L’amministrazione comunale ha approvato il progetto preliminare, sulla base dello studio elaborato dall’architetto Agostino Carpo. Un’area di circa 8.000 mq, che comprende anche via Ferrer, piazza Cappelletti e piazza Edison, per la quale si prevede una spesa di circa 2 milioni di euro e che si inserisce in maniera integrata con il rifacimento di piazza Gramsci e con tutti i lavori di riqualificazione progressiva del centro storico, con l’obiettivo di migliorarne l’aspetto estetico ma anche di creare una zona sempre più ampia di fruizione e maggiori spazi di relazione e di socialità.
Attualmente la sistemazione di questa parte di città, pur essendo area pedonale, risente ancora di un’impostazione superata con un utilizzo sostanzialmente funzionale alla viabilità urbana e al raggiungimento del centro storico attraverso le macchine e i mezzi a motore: Corso Italia e via Ferrer, infatti, sono ad oggi delle strade asfaltate con marciapiedi laterali, piazza Verdi è uno spazio di circonvallazione in cui si incrociano più direttrici viarie.

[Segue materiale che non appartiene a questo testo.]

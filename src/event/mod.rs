// SPDX-License-Identifier: MPL-2.0
// This Source Code Form is subject to the terms of the Mozilla Public
// License, v. 2.0. If a copy of the MPL was not distributed with this
// file, You can obtain one at https://mozilla.org/MPL/2.0/.

//! Event system for bridge notifications.
//!
//! This module provides a pub/sub event system for notifying subscribers
//! about discovery, polled state updates and command executions. It is the
//! bridge-side analog of a host automation framework's event bus.

mod bridge_event;
mod event_bus;

pub use bridge_event::BridgeEvent;
pub use event_bus::EventBus;
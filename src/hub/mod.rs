// SPDX-License-Identifier: MPL-2.0
// This Source Code Form is subject to the terms of the Mozilla Public
// License, v. 2.0. If a copy of the MPL was not distributed with this
// file, You can obtain one at https://mozilla.org/MPL/2.0/.

//! Hub client contract and supporting models.
//!
//! The [`HubClient`] trait is the seam between the bridge and the vendor
//! cloud API: everything above it (entities, manager) is written against
//! the trait so tests can substitute an in-memory hub. The concrete
//! [`TahomaHttpClient`] lives in [`http`].

mod http;

use std::collections::HashMap;
use std::fmt;

use chrono::{DateTime, Utc};
use serde::Deserialize;
use uuid::Uuid;

use crate::command::Command;
use crate::device::{ActiveStates, Device, DeviceUrl};
use crate::error::HubError;

pub use http::{Endpoint, TahomaHttpClient, TahomaHttpClientBuilder};

/// Identifier of a command execution running on the hub.
#[derive(Debug, Clone, Copy, PartialEq, Eq, Hash, Deserialize)]
#[serde(transparent)]
pub struct ExecutionId(Uuid);

impl ExecutionId {
    /// Creates an execution id from an existing UUID.
    #[must_use]
    pub const fn from_uuid(uuid: Uuid) -> Self {
        Self(uuid)
    }

    /// Returns the underlying UUID.
    #[must_use]
    pub const fn as_uuid(&self) -> Uuid {
        self.0
    }
}

impl fmt::Display for ExecutionId {
    fn fmt(&self, f: &mut fmt::Formatter<'_>) -> fmt::Result {
        write!(f, "{}", self.0)
    }
}

/// A command execution currently running on the hub.
#[derive(Debug, Clone, Deserialize)]
pub struct Execution {
    /// The execution identifier.
    pub id: ExecutionId,
    /// User-visible label the execution was submitted with.
    #[serde(default)]
    pub label: String,
    /// Vendor execution state, e.g. `IN_PROGRESS`.
    #[serde(default)]
    pub state: String,
}

/// A scenario (action group) stored on the hub.
#[derive(Debug, Clone, PartialEq, Eq, Deserialize)]
pub struct Scenario {
    /// The scenario identifier used to execute it.
    pub oid: String,
    /// User-visible scenario name.
    #[serde(default)]
    pub label: String,
}

/// A gateway registered on the account.
#[derive(Debug, Clone, Deserialize)]
pub struct Gateway {
    /// Gateway identifier (the box PIN).
    #[serde(rename = "gatewayId")]
    pub id: String,
    /// Gateway type name.
    #[serde(rename = "type", default)]
    pub gateway_type: String,
    /// Gateway sub-type name.
    #[serde(rename = "subType", default)]
    pub sub_type: String,
    /// Connectivity details.
    #[serde(default)]
    pub connectivity: GatewayConnectivity,
}

/// Connectivity block of a gateway.
#[derive(Debug, Clone, Default, Deserialize)]
pub struct GatewayConnectivity {
    /// Connection status, e.g. `OK`.
    #[serde(default)]
    pub status: String,
    /// Firmware protocol version.
    #[serde(rename = "protocolVersion", default)]
    pub protocol_version: String,
}

/// One command recorded in the execution history.
#[derive(Debug, Clone, Deserialize)]
pub struct HistoryCommand {
    /// The device the command was applied to.
    #[serde(rename = "deviceURL")]
    pub device_url: DeviceUrl,
    /// The vendor command name.
    pub command: String,
    /// The command parameters as submitted.
    #[serde(default)]
    pub parameters: Vec<serde_json::Value>,
}

/// One entry of the hub's execution history.
#[derive(Debug, Clone, Deserialize)]
pub struct HistoryEntry {
    /// Label the execution was submitted with (the originating app).
    #[serde(default)]
    pub label: String,
    /// Event time in milliseconds since the epoch.
    #[serde(rename = "eventTime")]
    pub event_time: i64,
    /// Commands executed.
    #[serde(default)]
    pub commands: Vec<HistoryCommand>,
}

impl HistoryEntry {
    /// Returns the event time as a UTC timestamp.
    ///
    /// Returns `None` if the millisecond value is outside the representable
    /// range.
    #[must_use]
    pub fn timestamp(&self) -> Option<DateTime<Utc>> {
        DateTime::from_timestamp_millis(self.event_time)
    }
}

/// Contract of the vendor hub client.
///
/// Session management, retries and the wire protocol are the client's
/// concern; callers only see classified [`HubError`]s.
#[allow(async_fn_in_trait)]
pub trait HubClient {
    /// Establishes a session with the hub.
    ///
    /// # Errors
    ///
    /// Returns `HubError::BadCredentials` for rejected credentials (fatal)
    /// and retryable variants for transient failures.
    async fn login(&self) -> Result<(), HubError>;

    /// Returns all devices registered on the account.
    ///
    /// # Errors
    ///
    /// Returns `HubError` if the request fails.
    async fn get_devices(&self) -> Result<Vec<Device>, HubError>;

    /// Fetches the current states of the given devices.
    ///
    /// # Errors
    ///
    /// Returns `HubError` if any state request fails.
    async fn get_states(
        &self,
        devices: &[DeviceUrl],
    ) -> Result<HashMap<DeviceUrl, ActiveStates>, HubError>;

    /// Applies a command to a device and returns the execution id.
    ///
    /// # Errors
    ///
    /// Returns `HubError` if the execution is rejected.
    async fn apply_action<C: Command + Sync>(
        &self,
        device: &DeviceUrl,
        command: &C,
    ) -> Result<ExecutionId, HubError>;

    /// Returns the executions currently running on the hub.
    ///
    /// # Errors
    ///
    /// Returns `HubError` if the request fails.
    async fn get_current_executions(&self) -> Result<Vec<Execution>, HubError>;

    /// Asks the hub to refresh all device states from the field.
    ///
    /// # Errors
    ///
    /// Returns `HubError` if the request fails.
    async fn refresh_states(&self) -> Result<(), HubError>;

    /// Returns the scenarios stored on the hub.
    ///
    /// # Errors
    ///
    /// Returns `HubError` if the request fails.
    async fn get_scenarios(&self) -> Result<Vec<Scenario>, HubError>;

    /// Executes a scenario and returns the execution id.
    ///
    /// # Errors
    ///
    /// Returns `HubError` if the execution is rejected.
    async fn execute_scenario(&self, oid: &str) -> Result<ExecutionId, HubError>;

    /// Returns the execution history.
    ///
    /// # Errors
    ///
    /// Returns `HubError` if the request fails.
    async fn get_execution_history(&self) -> Result<Vec<HistoryEntry>, HubError>;

    /// Returns the gateways registered on the account.
    ///
    /// # Errors
    ///
    /// Returns `HubError` if the request fails.
    async fn get_gateways(&self) -> Result<Vec<Gateway>, HubError>;
}


#[cfg(test)]
pub(crate) mod testing {
    //! In-memory hub used by entity and manager unit tests.

    use std::collections::HashMap;

    use parking_lot::Mutex;
    use uuid::Uuid;

    use super::{Execution, ExecutionId, Gateway, HistoryEntry, HubClient, Scenario};
    use crate::command::Command;
    use crate::device::{ActiveStates, Device, DeviceUrl};
    use crate::error::HubError;

    /// Records every applied action so tests can assert on the exact
    /// command payloads an entity produced.
    #[derive(Default)]
    pub(crate) struct RecordingHub {
        pub actions: Mutex<Vec<(DeviceUrl, serde_json::Value)>>,
        pub devices: Mutex<Vec<Device>>,
        pub states: Mutex<HashMap<DeviceUrl, ActiveStates>>,
        pub scenarios: Mutex<Vec<Scenario>>,
        pub executed_scenarios: Mutex<Vec<String>>,
        pub history: Mutex<Vec<HistoryEntry>>,
    }

    impl RecordingHub {
        pub fn new() -> Self {
            Self::default()
        }

        /// Returns the vendor names of all applied commands, in order.
        pub fn action_names(&self) -> Vec<String> {
            self.actions
                .lock()
                .iter()
                .filter_map(|(_, payload)| {
                    payload["name"].as_str().map(ToString::to_string)
                })
                .collect()
        }

        /// Returns the payload of the nth applied command.
        pub fn action_payload(&self, index: usize) -> serde_json::Value {
            self.actions.lock()[index].1.clone()
        }

        pub fn action_count(&self) -> usize {
            self.actions.lock().len()
        }
    }

    impl HubClient for RecordingHub {
        async fn login(&self) -> Result<(), HubError> {
            Ok(())
        }

        async fn get_devices(&self) -> Result<Vec<Device>, HubError> {
            Ok(self.devices.lock().clone())
        }

        async fn get_states(
            &self,
            devices: &[DeviceUrl],
        ) -> Result<HashMap<DeviceUrl, ActiveStates>, HubError> {
            let states = self.states.lock();
            Ok(devices
                .iter()
                .filter_map(|url| states.get(url).map(|s| (url.clone(), s.clone())))
                .collect())
        }

        async fn apply_action<C: Command + Sync>(
            &self,
            device: &DeviceUrl,
            command: &C,
        ) -> Result<ExecutionId, HubError> {
            self.actions
                .lock()
                .push((device.clone(), command.to_payload()));
            Ok(ExecutionId::from_uuid(Uuid::new_v4()))
        }

        async fn get_current_executions(&self) -> Result<Vec<Execution>, HubError> {
            Ok(Vec::new())
        }

        async fn refresh_states(&self) -> Result<(), HubError> {
            Ok(())
        }

        async fn get_scenarios(&self) -> Result<Vec<Scenario>, HubError> {
            Ok(self.scenarios.lock().clone())
        }

        async fn execute_scenario(&self, oid: &str) -> Result<ExecutionId, HubError> {
            self.executed_scenarios.lock().push(oid.to_string());
            Ok(ExecutionId::from_uuid(Uuid::new_v4()))
        }

        async fn get_execution_history(&self) -> Result<Vec<HistoryEntry>, HubError> {
            Ok(self.history.lock().drain(..).collect())
        }

        async fn get_gateways(&self) -> Result<Vec<Gateway>, HubError> {
            Ok(Vec::new())
        }
    }
}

Partendo dunque da una valorizzazione dell’impianto originario, il progetto si basa su alcuni elementi caratterizzanti che sono la realizzazione di una nuova spazialità ordinata ma priva di gerarchie, l’uso del cotto e pietra della tradizione come materiali di rivestimento per la nuova pavimentazione, una pedonalizzazione più estesa che include tutta corso Italia fino all’incrocio con via Fucini e una parte più ampia di piazza Edison, una nuova viabilità, il rapporto con l’arte con l’evidenziazione del Rivellino e la riapertura dell’antico fossato, il rifacimento delle scale del cinema Metropolitan e il rapporto con gli edifici della piazza, un nuovo arredo urbano con attrezzature, spazi per sedere, fioriere, illuminazione.
Uno degli interventi più suggestivi sarà quindi la valorizzazione del Rivellino che attualmente si presenta alla vista solo in parte, con una base praticamente “sepolta” per circa 3 metri per effetto del riempimento dei fossati e dei successivi interramenti. La riapertura del fossato potrebbe essere resa possibile dall’esistenza di un vecchio rifugio antiaereo, sotto l’attuale livello stradale. La viabilità sarà quindi riorganizzata per la realizzazione del fossato che perimetrerà con una fenditura di circa 2,50 metri l’intera convessità della struttura antica.
Anche piazza Edison, finora poco connotata dal punto di vista funzionale e architettonico, sarà completamente trasformata riunendola all’ampia zona pedonale e riorganizzata in funzione del passeggio. La viabilità sarà quindi marginalizzata costruendo un nuovo passaggio per i veicoli vicino all’hotel Centrale in congiunzione con piazza Verdi. Saranno consolidati gli spazi di sosta e di passeggio e ricollocato un coronamento di alberature.
Nelle due piazze limitrofe, piazza Verdi e piazza Edison, saranno installate inoltre fontane a getti a pavimento, espulsi direttamente dalla pavimentazione nel baricentro geometrico dello spazio.
Anche via Ferrer verrà abbellita da un’alberatura fissa centrale e dal posizionamento di panchine.